Aim of the exercise> Copy out, unchanged, every line from the start of the records to the line that contains "pub mod masking;", and stop there.

Input data>
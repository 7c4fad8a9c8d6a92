//! Structured logging.
//!
//! # Design Decisions
//! - Uses tracing crate for structured logging
//! - JSON format for production, pretty format for development (overridable)
//! - `RUST_LOG` wins over the configured level

use tracing_subscriber::{layer::SubscriberExt, util::SubscriberInitExt, EnvFilter};

use crate::config::{EnvironmentMode, LogFormat, ObservabilityConfig};

/// Whether log lines should be emitted as JSON.
pub fn use_json(format: LogFormat, mode: EnvironmentMode) -> bool {
    match format {
        LogFormat::Json => true,
        LogFormat::Pretty => false,
        LogFormat::Auto => mode.is_production(),
    }
}

/// Install the global tracing subscriber.
pub fn init_logging(
    config: &ObservabilityConfig,
    mode: EnvironmentMode,
) -> Result<(), tracing_subscriber::util::TryInitError> {
    let filter = EnvFilter::try_from_default_env()
        .unwrap_or_else(|_| EnvFilter::new(&config.log_level));

    let registry = tracing_subscriber::registry().with(filter);
    if use_json(config.log_format, mode) {
        registry
            .with(tracing_subscriber::fmt::layer().json().with_current_span(true))
            .try_init()
    } else {
        registry.with(tracing_subscriber::fmt::layer()).try_init()
    }
}
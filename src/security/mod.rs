//! Security subsystem.
//!
//! # Data Flow
//! ```text
//! Incoming request:
//!     → limits.rs (declared and observed body size)
//!     → headers.rs (origin policy, security headers, preflight)
//!     → rate_limit.rs (per-client fixed window)
//!     → [document analysis in query/]
//! Outgoing errors:
//!     → masking.rs (mode-dependent detail)
//! ```
//!
//! # Design Decisions
//! - Defense in depth: multiple layers of protection
//! - Fail closed: reject on any security check failure
//! - No trust in client input; forwarded-for headers only when configured

pub mod headers;
pub mod limits;
pub mod masking;
pub mod rate_limit;

pub use masking::ErrorMasker;
pub use rate_limit::{client_key, RateLimiter};
//! Configuration loading from disk and environment.

use std::collections::BTreeMap;
use std::fs;
use std::net::SocketAddr;
use std::path::Path;

use crate::config::schema::{EnvironmentMode, GatewayConfig, SubgraphConfig};
use crate::config::validation::{validate_config, ValidationError};

const SERVICE_URL_SUFFIX: &str = "_SERVICE_URL";

/// Error type for configuration loading.
#[derive(Debug, thiserror::Error)]
pub enum ConfigError {
    #[error("IO error: {0}")]
    Io(#[from] std::io::Error),

    #[error("Parse error: {0}")]
    Parse(#[from] toml::de::Error),

    #[error("Invalid value '{value}' for {var}")]
    InvalidEnv { var: String, value: String },

    #[error("Validation failed: {}", join_errors(.0))]
    Validation(Vec<ValidationError>),
}

fn join_errors(errors: &[ValidationError]) -> String {
    errors
        .iter()
        .map(ToString::to_string)
        .collect::<Vec<_>>()
        .join(", ")
}

/// Load configuration from an optional TOML file, apply environment overrides
/// from the process environment, and validate the result.
pub fn load_config(path: Option<&Path>) -> Result<GatewayConfig, ConfigError> {
    let mut config = match path {
        Some(path) => {
            let content = fs::read_to_string(path)?;
            toml::from_str(&content)?
        }
        None => GatewayConfig::default(),
    };

    apply_env_overrides(&mut config, std::env::vars())?;
    validate_config(&config).map_err(ConfigError::Validation)?;

    Ok(config)
}

/// Apply the gateway's environment variables on top of `config`.
///
/// Takes the variables as an iterator so callers (and tests) control the source.
pub fn apply_env_overrides<I>(config: &mut GatewayConfig, vars: I) -> Result<(), ConfigError>
where
    I: IntoIterator<Item = (String, String)>,
{
    let vars: BTreeMap<String, String> = vars.into_iter().collect();

    if let Some(port) = vars.get("GATEWAY_PORT") {
        let port: u16 = parse_var("GATEWAY_PORT", port)?;
        let mut addr: SocketAddr = config
            .listener
            .bind_address
            .parse()
            .unwrap_or_else(|_| SocketAddr::from(([0, 0, 0, 0], port)));
        addr.set_port(port);
        config.listener.bind_address = addr.to_string();
    }

    if let Some(v) = vars.get("RATE_LIMIT_MAX") {
        config.rate_limit.max_requests = parse_var("RATE_LIMIT_MAX", v)?;
    }
    if let Some(v) = vars.get("RATE_LIMIT_WINDOW_MS") {
        config.rate_limit.window_ms = parse_var("RATE_LIMIT_WINDOW_MS", v)?;
    }
    if let Some(v) = vars.get("QUERY_MAX_DEPTH") {
        config.query.max_depth = parse_var("QUERY_MAX_DEPTH", v)?;
    }
    if let Some(v) = vars.get("QUERY_MAX_COMPLEXITY") {
        config.query.max_complexity = parse_var("QUERY_MAX_COMPLEXITY", v)?;
    }
    if let Some(v) = vars.get("MAX_REQUEST_SIZE_BYTES") {
        config.security.max_request_bytes = parse_var("MAX_REQUEST_SIZE_BYTES", v)?;
    }

    if let Some(v) = vars.get("ALLOWED_ORIGINS") {
        config.security.allowed_origins = parse_origins(v);
    }

    // GATEWAY_ENV takes precedence over the conventional NODE_ENV.
    let mode_var = ["GATEWAY_ENV", "NODE_ENV"]
        .into_iter()
        .find_map(|name| vars.get(name).map(|value| (name, value)));
    if let Some((name, value)) = mode_var {
        config.security.mode =
            value
                .parse::<EnvironmentMode>()
                .map_err(|_| ConfigError::InvalidEnv {
                    var: name.to_string(),
                    value: value.clone(),
                })?;
    }

    for (var, url) in &vars {
        let Some(prefix) = var.strip_suffix(SERVICE_URL_SUFFIX) else {
            continue;
        };
        if prefix.is_empty() || url.trim().is_empty() {
            continue;
        }
        let name = prefix.to_ascii_lowercase().replace('_', "-");
        match config.subgraphs.iter_mut().find(|s| s.name == name) {
            Some(existing) => existing.url = url.trim().to_string(),
            None => config.subgraphs.push(SubgraphConfig {
                name,
                url: url.trim().to_string(),
            }),
        }
    }

    Ok(())
}

fn parse_var<T: std::str::FromStr>(var: &str, value: &str) -> Result<T, ConfigError> {
    value.trim().parse().map_err(|_| ConfigError::InvalidEnv {
        var: var.to_string(),
        value: value.to_string(),
    })
}

/// `*` or an empty list means any origin.
fn parse_origins(value: &str) -> Option<Vec<String>> {
    let origins: Vec<String> = value
        .split(',')
        .map(|o| o.trim().trim_end_matches('/').to_string())
        .filter(|o| !o.is_empty())
        .collect();
    if origins.is_empty() || origins.iter().any(|o| o == "*") {
        None
    } else {
        Some(origins)
    }
}
//! Selection-set nesting depth.

use crate::error::GatewayError;
use crate::query::shape::{QueryShape, SelectionNode};

/// Maximum nesting of the operation's selection sets.
///
/// A query with only leaf root fields has depth 1; an operation with no fields has depth 0.
/// Inline fragments (including inlined spreads) do not add a level.
pub fn query_depth(shape: &QueryShape) -> usize {
    selection_depth(&shape.selections)
}

fn selection_depth(selections: &[SelectionNode]) -> usize {
    selections
        .iter()
        .map(|selection| match selection {
            SelectionNode::Field(field) => 1 + selection_depth(&field.selections),
            SelectionNode::InlineFragment(fragment) => selection_depth(&fragment.selections),
        })
        .max()
        .unwrap_or(0)
}

/// Reject the operation when it nests deeper than `max_depth`.
pub fn check_depth(shape: &QueryShape, max_depth: usize) -> Result<usize, GatewayError> {
    let depth = query_depth(shape);
    if depth > max_depth {
        return Err(GatewayError::QueryTooDeep {
            actual: depth,
            max: max_depth,
        });
    }
    Ok(depth)
}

Written reply>
repository 7c4fad8a9c8d6a92
//! Structured logging.
//!
//! # Design Decisions
//! - Uses tracing crate for structured logging
//! - JSON format for production, pretty format for development (overridable)
//! - `RUST_LOG` wins over the configured level

use tracing_subscriber::{layer::SubscriberExt, util::SubscriberInitExt, EnvFilter};

use crate::config::{EnvironmentMode, LogFormat, ObservabilityConfig};

/// Whether log lines should be emitted as JSON.
pub fn use_json(format: LogFormat, mode: EnvironmentMode) -> bool {
    match format {
        LogFormat::Json => true,
        LogFormat::Pretty => false,
        LogFormat::Auto => mode.is_production(),
    }
}

/// Install the global tracing subscriber.
pub fn init_logging(
    config: &ObservabilityConfig,
    mode: EnvironmentMode,
) -> Result<(), tracing_subscriber::util::TryInitError> {
    let filter = EnvFilter::try_from_default_env()
        .unwrap_or_else(|_| EnvFilter::new(&config.log_level));

    let registry = tracing_subscriber::registry().with(filter);
    if use_json(config.log_format, mode) {
        registry
            .with(tracing_subscriber::fmt::layer().json().with_current_span(true))
            .try_init()
    } else {
        registry.with(tracing_subscriber::fmt::layer()).try_init()
    }
}
filename src/security/mod.rs
//! Security subsystem.
//!
//! # Data Flow
//! ```text
//! Incoming request:
//!     → limits.rs (declared and observed body size)
//!     → headers.rs (origin policy, security headers, preflight)
//!     → rate_limit.rs (per-client fixed window)
//!     → [document analysis in query/]
//! Outgoing errors:
//!     → masking.rs (mode-dependent detail)
//! ```
//!
//! # Design Decisions
//! - Defense in depth: multiple layers of protection
//! - Fail closed: reject on any security check failure
//! - No trust in client input; forwarded-for headers only when configured

pub mod headers;
pub mod limits;
pub mod masking;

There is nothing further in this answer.